>>>
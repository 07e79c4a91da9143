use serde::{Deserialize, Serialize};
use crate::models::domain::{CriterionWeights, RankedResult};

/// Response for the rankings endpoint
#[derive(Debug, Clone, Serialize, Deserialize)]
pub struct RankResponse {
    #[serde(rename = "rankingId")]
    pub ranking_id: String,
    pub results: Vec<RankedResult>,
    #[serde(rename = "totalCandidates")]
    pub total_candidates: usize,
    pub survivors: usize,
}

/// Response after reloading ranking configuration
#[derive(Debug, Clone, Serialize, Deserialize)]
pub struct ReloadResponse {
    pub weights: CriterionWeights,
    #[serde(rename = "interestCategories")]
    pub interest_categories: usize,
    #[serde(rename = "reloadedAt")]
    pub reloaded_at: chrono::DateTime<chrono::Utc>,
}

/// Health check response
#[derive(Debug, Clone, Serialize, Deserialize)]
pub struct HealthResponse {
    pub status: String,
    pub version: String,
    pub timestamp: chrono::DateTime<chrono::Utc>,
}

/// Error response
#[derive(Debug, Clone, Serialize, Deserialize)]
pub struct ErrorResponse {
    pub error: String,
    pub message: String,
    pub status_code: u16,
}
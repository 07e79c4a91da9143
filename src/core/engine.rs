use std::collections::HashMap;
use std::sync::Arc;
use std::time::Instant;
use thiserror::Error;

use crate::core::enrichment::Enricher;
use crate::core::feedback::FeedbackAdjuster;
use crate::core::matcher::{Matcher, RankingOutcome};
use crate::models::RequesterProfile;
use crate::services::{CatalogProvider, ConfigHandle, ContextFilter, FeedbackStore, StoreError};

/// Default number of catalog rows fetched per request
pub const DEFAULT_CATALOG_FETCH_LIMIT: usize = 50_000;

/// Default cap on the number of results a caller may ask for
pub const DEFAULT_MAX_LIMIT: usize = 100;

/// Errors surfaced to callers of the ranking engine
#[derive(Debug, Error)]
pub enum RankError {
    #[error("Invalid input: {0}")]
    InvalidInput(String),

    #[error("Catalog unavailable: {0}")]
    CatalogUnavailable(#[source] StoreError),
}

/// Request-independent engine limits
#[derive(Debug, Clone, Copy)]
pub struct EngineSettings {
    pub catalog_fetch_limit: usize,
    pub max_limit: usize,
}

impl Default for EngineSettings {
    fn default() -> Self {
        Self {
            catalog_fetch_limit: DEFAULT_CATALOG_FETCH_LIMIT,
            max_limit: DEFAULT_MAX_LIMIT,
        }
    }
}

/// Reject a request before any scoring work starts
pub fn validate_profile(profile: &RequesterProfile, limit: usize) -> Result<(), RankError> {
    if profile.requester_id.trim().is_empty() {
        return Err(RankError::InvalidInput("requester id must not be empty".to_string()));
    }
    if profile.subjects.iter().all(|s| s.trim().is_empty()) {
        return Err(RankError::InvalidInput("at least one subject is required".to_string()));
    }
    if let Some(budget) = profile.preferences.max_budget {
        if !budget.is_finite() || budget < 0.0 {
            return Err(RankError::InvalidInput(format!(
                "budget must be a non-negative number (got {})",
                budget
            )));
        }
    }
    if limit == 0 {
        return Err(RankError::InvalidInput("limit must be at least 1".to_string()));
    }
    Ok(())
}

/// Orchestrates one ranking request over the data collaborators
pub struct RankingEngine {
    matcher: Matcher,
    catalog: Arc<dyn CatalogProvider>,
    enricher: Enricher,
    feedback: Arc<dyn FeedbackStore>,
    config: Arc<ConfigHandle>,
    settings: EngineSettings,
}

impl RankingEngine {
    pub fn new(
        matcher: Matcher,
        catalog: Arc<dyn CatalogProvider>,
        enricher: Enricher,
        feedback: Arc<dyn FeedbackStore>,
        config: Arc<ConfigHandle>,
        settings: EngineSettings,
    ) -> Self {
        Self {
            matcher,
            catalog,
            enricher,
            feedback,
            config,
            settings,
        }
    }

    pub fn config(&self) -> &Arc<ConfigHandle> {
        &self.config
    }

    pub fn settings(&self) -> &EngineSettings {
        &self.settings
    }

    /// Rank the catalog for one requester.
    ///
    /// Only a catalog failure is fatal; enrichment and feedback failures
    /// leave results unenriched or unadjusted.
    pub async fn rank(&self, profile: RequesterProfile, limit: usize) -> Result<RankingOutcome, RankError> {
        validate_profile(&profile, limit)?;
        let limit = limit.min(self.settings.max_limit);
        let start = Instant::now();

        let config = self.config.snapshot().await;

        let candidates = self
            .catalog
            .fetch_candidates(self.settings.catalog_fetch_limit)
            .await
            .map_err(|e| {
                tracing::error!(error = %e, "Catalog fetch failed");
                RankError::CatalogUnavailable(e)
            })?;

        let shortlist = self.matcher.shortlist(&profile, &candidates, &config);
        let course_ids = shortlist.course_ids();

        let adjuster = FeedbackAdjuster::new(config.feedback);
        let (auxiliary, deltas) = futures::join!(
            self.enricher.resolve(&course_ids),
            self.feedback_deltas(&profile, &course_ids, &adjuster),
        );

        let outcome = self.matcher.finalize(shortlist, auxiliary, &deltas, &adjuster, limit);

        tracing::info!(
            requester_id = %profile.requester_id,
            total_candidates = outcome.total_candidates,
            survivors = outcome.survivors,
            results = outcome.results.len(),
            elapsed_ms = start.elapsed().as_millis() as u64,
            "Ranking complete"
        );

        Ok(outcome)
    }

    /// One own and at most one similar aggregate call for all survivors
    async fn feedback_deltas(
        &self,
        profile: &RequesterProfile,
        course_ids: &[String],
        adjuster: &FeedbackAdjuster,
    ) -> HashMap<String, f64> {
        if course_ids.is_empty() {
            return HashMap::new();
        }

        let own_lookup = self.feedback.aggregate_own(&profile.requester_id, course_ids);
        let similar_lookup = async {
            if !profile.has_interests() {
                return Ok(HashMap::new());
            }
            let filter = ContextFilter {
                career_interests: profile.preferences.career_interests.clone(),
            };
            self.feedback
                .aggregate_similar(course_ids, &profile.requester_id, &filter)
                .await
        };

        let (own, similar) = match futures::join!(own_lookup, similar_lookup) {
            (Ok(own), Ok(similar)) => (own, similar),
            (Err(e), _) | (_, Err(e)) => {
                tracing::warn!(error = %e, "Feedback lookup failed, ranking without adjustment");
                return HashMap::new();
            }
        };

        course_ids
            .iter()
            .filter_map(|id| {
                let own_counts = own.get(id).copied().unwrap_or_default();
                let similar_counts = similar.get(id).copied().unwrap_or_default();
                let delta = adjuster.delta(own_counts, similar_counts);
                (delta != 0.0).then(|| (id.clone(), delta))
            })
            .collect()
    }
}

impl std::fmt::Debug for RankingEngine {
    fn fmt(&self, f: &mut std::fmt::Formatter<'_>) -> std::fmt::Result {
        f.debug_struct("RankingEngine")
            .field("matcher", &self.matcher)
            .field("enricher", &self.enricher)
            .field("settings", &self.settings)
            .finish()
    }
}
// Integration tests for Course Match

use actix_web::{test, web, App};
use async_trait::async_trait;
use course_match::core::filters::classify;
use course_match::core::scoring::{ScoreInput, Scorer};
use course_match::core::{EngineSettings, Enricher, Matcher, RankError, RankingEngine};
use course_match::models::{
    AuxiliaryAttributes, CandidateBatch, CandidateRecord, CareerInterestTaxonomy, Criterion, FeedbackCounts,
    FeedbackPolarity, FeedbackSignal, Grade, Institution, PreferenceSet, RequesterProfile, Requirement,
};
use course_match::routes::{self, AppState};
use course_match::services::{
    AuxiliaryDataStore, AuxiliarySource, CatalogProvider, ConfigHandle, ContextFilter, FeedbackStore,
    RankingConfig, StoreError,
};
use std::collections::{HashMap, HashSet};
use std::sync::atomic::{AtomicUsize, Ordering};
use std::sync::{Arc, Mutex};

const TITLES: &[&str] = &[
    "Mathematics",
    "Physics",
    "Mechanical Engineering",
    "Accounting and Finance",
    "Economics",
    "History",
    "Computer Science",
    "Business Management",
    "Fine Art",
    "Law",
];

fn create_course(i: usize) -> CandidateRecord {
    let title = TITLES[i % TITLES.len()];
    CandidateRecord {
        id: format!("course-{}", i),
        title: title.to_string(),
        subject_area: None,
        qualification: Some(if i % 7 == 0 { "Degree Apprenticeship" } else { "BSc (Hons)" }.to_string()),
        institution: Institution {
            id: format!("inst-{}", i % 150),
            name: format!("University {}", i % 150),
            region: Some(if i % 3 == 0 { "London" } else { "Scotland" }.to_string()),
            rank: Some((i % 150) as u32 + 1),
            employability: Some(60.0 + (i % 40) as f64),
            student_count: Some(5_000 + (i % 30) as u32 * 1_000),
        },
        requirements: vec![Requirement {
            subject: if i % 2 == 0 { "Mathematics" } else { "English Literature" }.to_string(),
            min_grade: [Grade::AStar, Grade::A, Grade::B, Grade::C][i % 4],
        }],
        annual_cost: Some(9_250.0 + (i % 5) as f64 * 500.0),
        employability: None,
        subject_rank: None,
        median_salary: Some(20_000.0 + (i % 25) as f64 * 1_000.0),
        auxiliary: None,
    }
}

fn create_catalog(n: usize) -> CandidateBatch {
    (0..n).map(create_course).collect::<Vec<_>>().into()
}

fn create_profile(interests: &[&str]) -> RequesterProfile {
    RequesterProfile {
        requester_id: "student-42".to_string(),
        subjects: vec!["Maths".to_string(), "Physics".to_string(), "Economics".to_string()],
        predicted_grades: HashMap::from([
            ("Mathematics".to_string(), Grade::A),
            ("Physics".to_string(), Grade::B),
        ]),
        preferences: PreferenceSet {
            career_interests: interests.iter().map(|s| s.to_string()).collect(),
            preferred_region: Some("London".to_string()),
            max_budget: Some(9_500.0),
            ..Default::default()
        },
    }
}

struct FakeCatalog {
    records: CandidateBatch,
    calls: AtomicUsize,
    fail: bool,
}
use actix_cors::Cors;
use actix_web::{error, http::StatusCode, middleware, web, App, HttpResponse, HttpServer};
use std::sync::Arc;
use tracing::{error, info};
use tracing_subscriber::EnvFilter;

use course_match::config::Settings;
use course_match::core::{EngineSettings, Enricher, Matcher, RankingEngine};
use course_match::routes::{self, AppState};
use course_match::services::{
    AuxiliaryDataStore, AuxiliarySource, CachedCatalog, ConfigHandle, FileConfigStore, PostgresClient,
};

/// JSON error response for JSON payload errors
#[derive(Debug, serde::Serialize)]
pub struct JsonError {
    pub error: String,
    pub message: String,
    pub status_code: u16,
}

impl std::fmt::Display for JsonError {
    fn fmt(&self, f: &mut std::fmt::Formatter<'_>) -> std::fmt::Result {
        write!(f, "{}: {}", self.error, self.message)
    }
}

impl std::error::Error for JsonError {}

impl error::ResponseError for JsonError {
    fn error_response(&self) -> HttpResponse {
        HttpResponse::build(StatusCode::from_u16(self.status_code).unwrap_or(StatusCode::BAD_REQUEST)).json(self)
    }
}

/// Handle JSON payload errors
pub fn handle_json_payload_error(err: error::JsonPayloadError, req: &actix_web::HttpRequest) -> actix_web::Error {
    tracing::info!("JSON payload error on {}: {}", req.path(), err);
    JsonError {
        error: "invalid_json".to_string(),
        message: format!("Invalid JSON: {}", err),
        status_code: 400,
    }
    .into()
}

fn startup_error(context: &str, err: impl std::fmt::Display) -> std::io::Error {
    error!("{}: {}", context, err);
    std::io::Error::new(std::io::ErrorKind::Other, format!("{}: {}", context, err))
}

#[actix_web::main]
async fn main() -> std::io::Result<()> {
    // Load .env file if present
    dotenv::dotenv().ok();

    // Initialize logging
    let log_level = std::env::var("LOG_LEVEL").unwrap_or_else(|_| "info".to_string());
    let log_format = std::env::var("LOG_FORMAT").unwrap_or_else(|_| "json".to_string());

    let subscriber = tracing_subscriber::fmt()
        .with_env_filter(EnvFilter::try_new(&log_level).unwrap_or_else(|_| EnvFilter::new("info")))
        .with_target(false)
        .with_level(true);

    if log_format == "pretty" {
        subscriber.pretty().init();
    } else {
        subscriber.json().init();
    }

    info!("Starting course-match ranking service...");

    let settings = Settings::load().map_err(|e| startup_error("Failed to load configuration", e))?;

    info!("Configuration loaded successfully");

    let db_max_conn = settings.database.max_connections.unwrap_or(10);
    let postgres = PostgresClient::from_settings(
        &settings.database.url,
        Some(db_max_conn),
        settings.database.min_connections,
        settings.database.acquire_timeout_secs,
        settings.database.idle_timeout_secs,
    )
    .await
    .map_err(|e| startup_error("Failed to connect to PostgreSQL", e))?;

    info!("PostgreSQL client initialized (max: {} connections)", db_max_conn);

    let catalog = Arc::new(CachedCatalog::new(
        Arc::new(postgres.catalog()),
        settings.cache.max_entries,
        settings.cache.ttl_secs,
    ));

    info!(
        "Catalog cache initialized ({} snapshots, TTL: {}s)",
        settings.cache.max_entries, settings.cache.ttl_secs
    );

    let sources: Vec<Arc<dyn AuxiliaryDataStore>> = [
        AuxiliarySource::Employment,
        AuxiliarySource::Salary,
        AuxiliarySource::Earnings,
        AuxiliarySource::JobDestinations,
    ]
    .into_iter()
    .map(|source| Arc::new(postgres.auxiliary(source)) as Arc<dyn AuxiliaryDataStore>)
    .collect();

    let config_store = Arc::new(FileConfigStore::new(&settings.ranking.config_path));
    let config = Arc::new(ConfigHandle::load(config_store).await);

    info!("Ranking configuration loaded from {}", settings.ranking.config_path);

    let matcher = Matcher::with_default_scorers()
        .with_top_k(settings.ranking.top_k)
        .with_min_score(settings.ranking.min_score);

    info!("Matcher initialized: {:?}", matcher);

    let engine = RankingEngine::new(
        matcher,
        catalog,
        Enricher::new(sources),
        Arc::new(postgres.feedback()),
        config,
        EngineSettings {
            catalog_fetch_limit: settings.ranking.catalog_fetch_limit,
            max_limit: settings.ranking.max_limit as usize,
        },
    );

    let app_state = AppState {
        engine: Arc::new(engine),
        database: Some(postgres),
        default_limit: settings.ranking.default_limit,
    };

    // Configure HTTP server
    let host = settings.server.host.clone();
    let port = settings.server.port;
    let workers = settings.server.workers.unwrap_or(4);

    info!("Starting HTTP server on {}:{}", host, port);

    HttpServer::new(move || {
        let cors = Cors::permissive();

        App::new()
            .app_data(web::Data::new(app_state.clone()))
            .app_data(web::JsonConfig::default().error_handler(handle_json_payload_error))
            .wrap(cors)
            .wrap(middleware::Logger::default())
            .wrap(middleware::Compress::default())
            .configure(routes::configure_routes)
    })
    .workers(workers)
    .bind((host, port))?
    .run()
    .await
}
<<<
PROBLEM TO WORK ON: Find all the lines containing "CandidateRecord" in the material, then copy them.

SOLUTION FOR THIS TASK:
    AuxiliaryAttributes, CandidateBatch, CandidateRecord, CareerInterestTaxonomy, Criterion, FeedbackCounts,
fn create_course(i: usize) -> CandidateRecord {
    CandidateRecord {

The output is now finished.